Bitcoin traded just above $77,700 after a sharp liquidation wave swept through derivatives markets. More than $500 million in leveraged long positions vanished over 24 hours. Yet open interest held steady, while funding rates stayed subdued. Analysts now watch $75,000 as the key support level.
The move forced out over-leveraged longs, but the reset looked orderly compared with a classic capitulation. Traders appeared to reduce risk rather than panic. As a result, the market cleared excess leverage without a full collapse in open interest.
Earlier this year, a single trader opened a $31 million, 20x leveraged long during a sharp drop. The position looked aggressive at $83,847 and nearly broke when Bitcoin slipped under $80,000. This time, the broader market did not show the same blowout pattern.
Tim Sun of HashKey Research said funding rates never turned sharply negative. That pattern usually shows traders rushing into short-side protection. Instead, funding stayed flat, which pointed to tactical de-risking.
In past capitulation events, such as the COVID crash and the Luna and FTX unwind, funding flipped deeply negative. Open interest also fell hard. This time, traders reduced leverage and waited for the market to settle.
That difference matters for market structure. It suggests the latest drop came from position management rather than a broad exit from Bitcoin. The open interest curve staying intact supported that reading.
Analysts now treat $75,000 as the line in the sand. The level sits near the aggregate break-even zone for many spot Bitcoin ETF buyers who entered earlier this year. That makes it a closely watched support area.
Earlier analysis showed Bitcoin open interest had dropped to 2022 lows as ETF investors neared a break-even zone around $79,000. The current $75,000 area sits even lower.

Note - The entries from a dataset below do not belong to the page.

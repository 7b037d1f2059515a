//! Subscription record as stored in the subscriptions blob.

use chrono::{DateTime, Utc};
use serde::{Deserialize, Serialize};
use serde_json::{Map, Value};

use crate::error::{Result, SubsTrackError};
use crate::time::parse_instant;

/// Calendar unit of a renewal period.
#[derive(Debug, Clone, Copy, PartialEq, Eq, Serialize, Deserialize)]
#[serde(rename_all = "lowercase")]
pub enum PeriodUnit {
    Day,
    Month,
    Year,
}

impl std::fmt::Display for PeriodUnit {
    fn fmt(&self, f: &mut std::fmt::Formatter<'_>) -> std::fmt::Result {
        match self {
            PeriodUnit::Day => write!(f, "day"),
            PeriodUnit::Month => write!(f, "month"),
            PeriodUnit::Year => write!(f, "year"),
        }
    }
}

impl std::str::FromStr for PeriodUnit {
    type Err = SubsTrackError;

    fn from_str(s: &str) -> Result<Self> {
        match s.trim().to_ascii_lowercase().as_str() {
            "day" => Ok(PeriodUnit::Day),
            "month" => Ok(PeriodUnit::Month),
            "year" => Ok(PeriodUnit::Year),
            other => Err(SubsTrackError::Other(format!("Unknown period unit: {other}"))),
        }
    }
}

/// A tracked subscription.
///
/// Only the lifecycle fields are typed. Everything else the CRUD layer keeps on
/// the record (price, category, notes, ...) rides along in `extra` so a
/// read-modify-write cycle never drops it.
///
/// Reading is lenient per field. A lifecycle field whose stored value has the
/// wrong shape (`"reminderMe": 1.5`, `"isActive": "yes"`) reads as unset and
/// its raw value stays in `extra`, so the record is still evaluated and is
/// written back exactly as found.
#[derive(Debug, Clone, PartialEq, Serialize, Deserialize)]
#[serde(from = "Map<String, Value>", into = "Map<String, Value>")]
pub struct Subscription {
    pub id: String,
    pub name: String,
    pub expiry_date: Option<String>,
    pub is_active: bool,
    pub auto_renew: bool,
    pub period_value: Option<u32>,
    /// Kept as text: an unrecognised unit must survive a write-back untouched.
    pub period_unit: Option<String>,
    pub is_reminder_set: bool,
    /// Lookahead window in days.
    pub reminder_me: Option<u32>,
    pub last_reminder_sent_at: Option<String>,
    pub last_checked_expiry_date: Option<String>,
    pub updated_at: Option<String>,
    pub extra: Map<String, Value>,
}

impl From<Map<String, Value>> for Subscription {
    fn from(mut raw: Map<String, Value>) -> Self {
        Self {
            id: take(&mut raw, "id", text).unwrap_or_default(),
            name: take(&mut raw, "name", text).unwrap_or_default(),
            expiry_date: take(&mut raw, "expiryDate", text),
            is_active: take(&mut raw, "isActive", Value::as_bool).unwrap_or(false),
            auto_renew: take(&mut raw, "autoRenew", Value::as_bool).unwrap_or(false),
            period_value: take(&mut raw, "periodValue", whole_number),
            period_unit: take(&mut raw, "periodUnit", text),
            is_reminder_set: take(&mut raw, "isReminderSet", Value::as_bool).unwrap_or(false),
            reminder_me: take(&mut raw, "reminderMe", whole_number),
            last_reminder_sent_at: take(&mut raw, "lastReminderSentAt", text),
            last_checked_expiry_date: take(&mut raw, "lastCheckedExpiryDate", text),
            updated_at: take(&mut raw, "updatedAt", text),
            extra: raw,
        }
    }
}

impl From<Subscription> for Map<String, Value> {
    fn from(sub: Subscription) -> Self {
        let mut out = sub.extra;
        // Plain fields yield to a raw value left behind on read.
        let mut plain = |key: &str, value: Value| {
            out.entry(key.to_string()).or_insert(value);
        };
        plain("id", sub.id.into());
        plain("name", sub.name.into());
        plain("isActive", sub.is_active.into());
        plain("autoRenew", sub.auto_renew.into());
        plain("isReminderSet", sub.is_reminder_set.into());

        let optional = [
            ("expiryDate", sub.expiry_date.map(Value::from)),
            ("periodValue", sub.period_value.map(Value::from)),
            ("periodUnit", sub.period_unit.map(Value::from)),
            ("reminderMe", sub.reminder_me.map(Value::from)),
            ("lastReminderSentAt", sub.last_reminder_sent_at.map(Value::from)),
            ("lastCheckedExpiryDate", sub.last_checked_expiry_date.map(Value::from)),
            ("updatedAt", sub.updated_at.map(Value::from)),
        ];
        for (key, value) in optional {
            if let Some(value) = value {
                out.insert(key.to_string(), value);
            }
        }
        out
    }
}

/// Remove `key` from `raw` if `read` accepts its value; otherwise leave it.
fn take<T>(raw: &mut Map<String, Value>, key: &str, read: fn(&Value) -> Option<T>) -> Option<T> {
    let value = read(raw.get(key)?)?;
    raw.remove(key);
    Some(value)
}

fn text(value: &Value) -> Option<String> {
    value.as_str().map(str::to_string)
}

/// A non-negative whole number that fits in `u32`. `7.0` counts, `1.5` and
/// `-1` do not.
fn whole_number(value: &Value) -> Option<u32> {
    if let Some(n) = value.as_u64() {
        return u32::try_from(n).ok();
    }
    let f = value.as_f64()?;
    if f.fract() == 0.0 && (0.0..=f64::from(u32::MAX)).contains(&f) {
        Some(f as u32)
    } else {
        None
    }
}

impl Subscription {
    pub fn new(id: impl Into<String>, name: impl Into<String>) -> Self {
        Self {
            id: id.into(),
            name: name.into(),
            expiry_date: None,
            is_active: true,
            auto_renew: false,
            period_value: None,
            period_unit: None,
            is_reminder_set: true,
            reminder_me: None,
            last_reminder_sent_at: None,
            last_checked_expiry_date: None,
            updated_at: None,
            extra: Map::new(),
        }
    }

    /// Parsed `expiry_date`, `None` when unset.
    pub fn expiry(&self) -> Result<Option<DateTime<Utc>>> {
        self.expiry_date.as_deref().map(parse_instant).transpose()
    }

    /// Parsed `last_reminder_sent_at`, `None` when unset.
    pub fn last_reminder_sent(&self) -> Result<Option<DateTime<Utc>>> {
        self.last_reminder_sent_at.as_deref().map(parse_instant).transpose()
    }

    /// Parsed period unit. `None` when unset, `Err` when unrecognised.
    pub fn period_unit(&self) -> Option<Result<PeriodUnit>> {
        self.period_unit.as_deref().map(str::parse)
    }

    /// Whether the expiry changed since the last evaluation that recorded it.
    ///
    /// Both sides are compared as instants when they parse, so a re-formatted
    /// but identical timestamp does not count as a change.
    pub fn expiry_changed_since_check(&self) -> bool {
        let (Some(checked), Some(current)) = (&self.last_checked_expiry_date, &self.expiry_date)
        else {
            return false;
        };
        match (parse_instant(checked), parse_instant(current)) {
            (Ok(a), Ok(b)) => a != b,
            _ => checked != current,
        }
    }
}

#[cfg(test)]
mod tests {
    use super::*;

    #[test]
    fn test_deserialize_camel_case_and_keep_extra_fields() {
        let json = r#"{
            "id": "1718000000000",
            "name": "Netflix",
            "expiryDate": "2024-07-01T00:00:00.000Z",
            "isActive": true,
            "autoRenew": true,
            "periodValue": 1,
            "periodUnit": "month",
            "isReminderSet": true,
            "reminderMe": 7,
            "price": "15.99",
            "category": "video",
            "createdAt": "2024-01-01T00:00:00.000Z",
            "updatedAt": "2024-01-01T00:00:00.000Z"
        }"#;
        let sub: Subscription = serde_json::from_str(json).unwrap();
        assert_eq!(sub.name, "Netflix");
        assert_eq!(sub.reminder_me, Some(7));
        assert!(matches!(sub.period_unit(), Some(Ok(PeriodUnit::Month))));
        assert_eq!(sub.extra["price"], "15.99");

        let back = serde_json::to_value(&sub).unwrap();
        assert_eq!(back["category"], "video");
        assert_eq!(back["createdAt"], "2024-01-01T00:00:00.000Z");
        assert_eq!(back["expiryDate"], "2024-07-01T00:00:00.000Z");
        assert!(back.get("lastReminderSentAt").is_none());
    }

    #[test]
    fn test_unknown_period_unit_survives() {
        let json = r#"{"id":"a","periodUnit":"fortnight"}"#;
        let sub: Subscription = serde_json::from_str(json).unwrap();
        assert!(matches!(sub.period_unit(), Some(Err(_))));
        let back = serde_json::to_value(&sub).unwrap();
        assert_eq!(back["periodUnit"], "fortnight");
    }

    #[test]
    fn test_expiry_changed_since_check() {
        let mut sub = Subscription::new("a", "A");
        assert!(!sub.expiry_changed_since_check());

        sub.expiry_date = Some("2024-07-01T00:00:00.000Z".into());
        sub.last_checked_expiry_date = Some("2024-07-01T00:00:00Z".into());
        assert!(!sub.expiry_changed_since_check());

        sub.last_checked_expiry_date = Some("2024-06-01T00:00:00.000Z".into());
        assert!(sub.expiry_changed_since_check());

        sub.last_checked_expiry_date = Some("garbage".into());
        assert!(sub.expiry_changed_since_check());
    }

    #[test]
    fn test_malformed_lifecycle_fields_read_as_unset_and_survive() {
        let json = r#"{
            "id": "odd",
            "name": "Gym",
            "isActive": "yes",
            "autoRenew": false,
            "isReminderSet": true,
            "reminderMe": 1.5,
            "periodValue": -1,
            "periodUnit": "month",
            "expiryDate": 1718000000000,
            "price": 30
        }"#;
        let sub: Subscription = serde_json::from_str(json).unwrap();
        assert!(!sub.is_active);
        assert!(sub.is_reminder_set);
        assert_eq!(sub.reminder_me, None);
        assert_eq!(sub.period_value, None);
        assert_eq!(sub.expiry_date, None);
        assert!(matches!(sub.period_unit(), Some(Ok(PeriodUnit::Month))));

        let original: serde_json::Value = serde_json::from_str(json).unwrap();
        assert_eq!(serde_json::to_value(&sub).unwrap(), original);
    }

    #[test]
    fn test_whole_number_reads() {
        let read = |raw: &str| whole_number(&serde_json::from_str(raw).unwrap());
        assert_eq!(read("7"), Some(7));
        assert_eq!(read("7.0"), Some(7));
        assert_eq!(read("0"), Some(0));
        assert_eq!(read("1.5"), None);
        assert_eq!(read("-1"), None);
        assert_eq!(read("4294967296"), None);
        assert_eq!(read("\"7\""), None);
        assert_eq!(read("null"), None);
    }

    #[test]
    fn test_typed_value_replaces_null_on_write() {
        let mut sub: Subscription =
            serde_json::from_str(r#"{"id":"a","lastReminderSentAt":null}"#).unwrap();
        let untouched = serde_json::to_value(&sub).unwrap();
        assert!(untouched["lastReminderSentAt"].is_null());

        sub.last_reminder_sent_at = Some("2024-01-10T08:00:00.000Z".into());
        let back = serde_json::to_value(&sub).unwrap();
        assert_eq!(back["lastReminderSentAt"], "2024-01-10T08:00:00.000Z");
    }

    #[test]
    fn test_period_unit_display_roundtrip() {
        for unit in [PeriodUnit::Day, PeriodUnit::Month, PeriodUnit::Year] {
            assert_eq!(unit.to_string().parse::<PeriodUnit>().unwrap(), unit);
        }
        assert_eq!("MONTH".parse::<PeriodUnit>().unwrap(), PeriodUnit::Month);
    }
}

That gives the level added weight for institutional positioning.
If ETF holders remain near losses, they may avoid selling into weakness. They may also add to positions if the market tests that area again.
Read More: Bitcoin Price Metric Hits Six-Week Low as Bulls Weaken, But Optimism Stays
The link between ETF flows and derivatives activity has grown more important. When ETF investors sit on losses, they often hold their positions. When they sit on gains, they often rebalance more freely.
At the same time, Bitcoin’s correlation pattern keeps shifting. It still moves like a growth asset at times, especially during equity selloffs. Yet it also breaks away and follows its own liquidity cycle.
That mix leaves Bitcoin sensitive to broader market stress. Even so, after a liquidation wave removes leverage, the market often stabilizes faster than equities. For now, traders are watching whether the latest flush marks a reset or the start of a deeper move.
Bitcoin held above $77,700 after a $500 million liquidation wiped out over-leveraged longs, while open interest stayed firm and funding rates remained calm. Traders now watch $75,000 as the key support level, especially as ETF break-even pressure and market risk levels stay in focus.